I'm curious how advanced the ZX Spectrum (and many others) core actually is. Assuming that ideally FPGA core should be a 1:1 representation of the original machine, how far are we from that ideal?
Of course I know it's probably impossible to measure in numbers, but any more in-depth detail would be welcome. Are there any milestones left, how accurate is ZX emulation, what's the compatibility, etc.
This question is partially inspired by comments made by the author of ZX Baremulator, on another forum.
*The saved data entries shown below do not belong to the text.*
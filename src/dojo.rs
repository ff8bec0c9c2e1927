//! Entry point tying the working directory, the configuration and the game together.
//!
//! A [`Dojo`] works on one directory holding agent artifacts (`AI<Name>[_<Version>[_<Desc>]].cc`
//! sources and `.o` objects), the game executable and the game configuration file. It offers the
//! four operations of the tool:
//!
//! - [`Dojo::list`]: agents selected by descriptors
//! - [`Dojo::new_version`]: copy an agent's source into the next version of its family
//! - [`Dojo::run`]: compile, then play one match
//! - [`Dojo::evaluate`]: compile, then play many matches and rank every participant
//!
//! The agent set is rescanned on every call, so files added between calls are picked up.
//!
//! # Example
//!
//! ```no_run
//! use ai_dojo::prelude::*;
//!
//! fn main() -> anyhow::Result<()> {
//!     let config = Configuration::from_env().with_workers(4);
//!     let dojo = Dojo::new("path/to/game", config);
//!
//!     let against = vec!["Dummy".to_owned(), "Albert:..-2".to_owned()];
//!     let report = dojo.evaluate("Albert", 200, &against, |_| {})?;
//!     print!("{report}");
//!     Ok(())
//! }
//! ```

use std::path::{Path, PathBuf};

use anyhow::Context;
use tracing::{instrument, trace, warn};

use crate::agent::{Agent, Registry};
use crate::configuration::Configuration;
use crate::descriptor::Descriptor;
use crate::executor::{compile_agents, GameExecutable, MatchExecutor, MatchFiles, Seed};
use crate::logger::init_logger;
use crate::match_result::MatchResult;
use crate::rating::TournamentReport;
use crate::single_match::run_single;
use crate::tournament::{run_tournament, CancellationToken, TournamentSettings};
use crate::versioning::{derive_next_version, NewVersion};

/// The main type of the crate, see the module documentation.
///
/// # Type Parameters
/// - `E`: how matches are played, the game executable by default
pub struct Dojo<E: MatchExecutor = GameExecutable> {
    dir: PathBuf,
    config: Configuration,
    executor: E,
    cancellation: CancellationToken,
}

impl Dojo<GameExecutable> {
    /// Dojo over `dir`, playing matches with the configured game executable.
    ///
    /// A relative game path is taken relative to `dir`.
    pub fn new(dir: impl Into<PathBuf>, config: Configuration) -> Dojo<GameExecutable> {
        let dir = dir.into();
        let executor = GameExecutable::from_config(&config).in_dir(&dir);
        Dojo::with_executor(dir, config, executor)
    }
}

impl<E: MatchExecutor> Dojo<E> {
    /// Dojo over `dir` playing matches with `executor`.
    #[instrument(skip_all, fields(dir = %dir.as_ref().display()))]
    pub fn with_executor(dir: impl AsRef<Path>, config: Configuration, executor: E) -> Dojo<E> {
        if config.log {
            if let Err(e) = init_logger() {
                warn!("file logging disabled: {e:#}");
            }
        }
        trace!(?config);

        Dojo {
            dir: dir.as_ref().to_owned(),
            config,
            executor,
            cancellation: CancellationToken::new(),
        }
    }

    /// Working directory.
    pub fn dir(&self) -> &Path {
        &self.dir
    }

    /// Token stopping a running [`evaluate`](Self::evaluate) from another thread.
    ///
    /// Every evaluation starts uncancelled: a cancellation only stops the evaluation running
    /// when it is issued.
    pub fn cancellation_token(&self) -> CancellationToken {
        self.cancellation.clone()
    }

    /// Agents currently found in the working directory.
    pub fn registry(&self) -> anyhow::Result<Registry> {
        Registry::scan(&self.dir).with_context(|| format!("could not read {}", self.dir.display()))
    }

    /// Agents selected by any of `descriptors` (all agents when empty), by name then latest
    /// version first.
    pub fn list(&self, descriptors: &[String]) -> anyhow::Result<Vec<Agent>> {
        let registry = self.registry()?;
        let descriptors: Vec<Descriptor> = descriptors.iter().map(|d| Descriptor::parse(d)).collect();
        Ok(registry.list(&descriptors).into_iter().cloned().collect())
    }

    /// Creates the next version of the agent selected by `from`, copying its source.
    #[instrument(skip(self))]
    pub fn new_version(&self, from: &str, description: &str) -> anyhow::Result<NewVersion> {
        let registry = self.registry()?;
        let base = registry.lookup_first(&[Descriptor::parse(from)])?;
        Ok(derive_next_version(&registry, base, description, &self.dir)?)
    }

    /// Compiles, then plays one match between the agents selected by `players` (one descriptor
    /// per seat).
    #[instrument(skip(self))]
    pub fn run(&self, players: &[String], seed: Seed, shuffle: bool) -> anyhow::Result<MatchResult> {
        self.compile()?;
        let registry = self.registry()?;
        let files = MatchFiles::for_slot(&self.config.input_file, &self.config.output_dir, 0);
        let result = run_single(
            &registry,
            players,
            seed,
            shuffle,
            &self.executor,
            &files,
            &mut rand::rng(),
        )?;
        Ok(result)
    }

    /// Compiles, then evaluates the agent selected by `ai` over `games` matches against the pool
    /// selected by `against`.
    ///
    /// `on_match_complete` is called once per finished match, from the aggregating thread.
    #[instrument(skip(self, on_match_complete))]
    pub fn evaluate<F>(
        &self,
        ai: &str,
        games: usize,
        against: &[String],
        mut on_match_complete: F,
    ) -> anyhow::Result<TournamentReport>
    where
        F: FnMut(&MatchResult) + Send,
    {
        self.cancellation.reset();
        self.compile()?;
        let registry = self.registry()?;
        let evaluated = registry.lookup_first(&[Descriptor::parse(ai)])?;

        let settings =
            TournamentSettings::from_config(&self.config).with_cancellation(self.cancellation.clone());
        let verbose = self.config.verbose;
        let mut finished = 0;
        let report = run_tournament(
            &registry,
            evaluated,
            games,
            against,
            &self.executor,
            &settings,
            |result| {
                finished += 1;
                if verbose {
                    println!("game {finished}/{games}: {} wins", result.winner_name());
                }
                on_match_complete(result);
            },
        )?;

        if report.matches < games {
            warn!("evaluation stopped after {} of {games} games", report.matches);
        }
        Ok(report)
    }

    fn compile(&self) -> anyhow::Result<()> {
        if !self.config.compile {
            return Ok(());
        }
        if self.config.verbose {
            println!("Compiling ...");
        }
        compile_agents(&self.config.compile_command, &self.dir)?;
        Ok(())
    }
}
They partially refer to ZX-UNO, but the gist is that in general ZX Spectrum FPGA emulation is "far from perfect" (eg, contended memory, timings).
The State of the Core: ZX Spectrum
- NightShadowPT
- Posts: 208
- Joined: Mon May 25, 2020 9:56 am
- Has thanked: 5 times
- Been thanked: 9 times
Re: The State of the Core: ZX Spectrum
I’m sure the purists will have complaints, but the current MiSTer core does everything I ever wanted it to do...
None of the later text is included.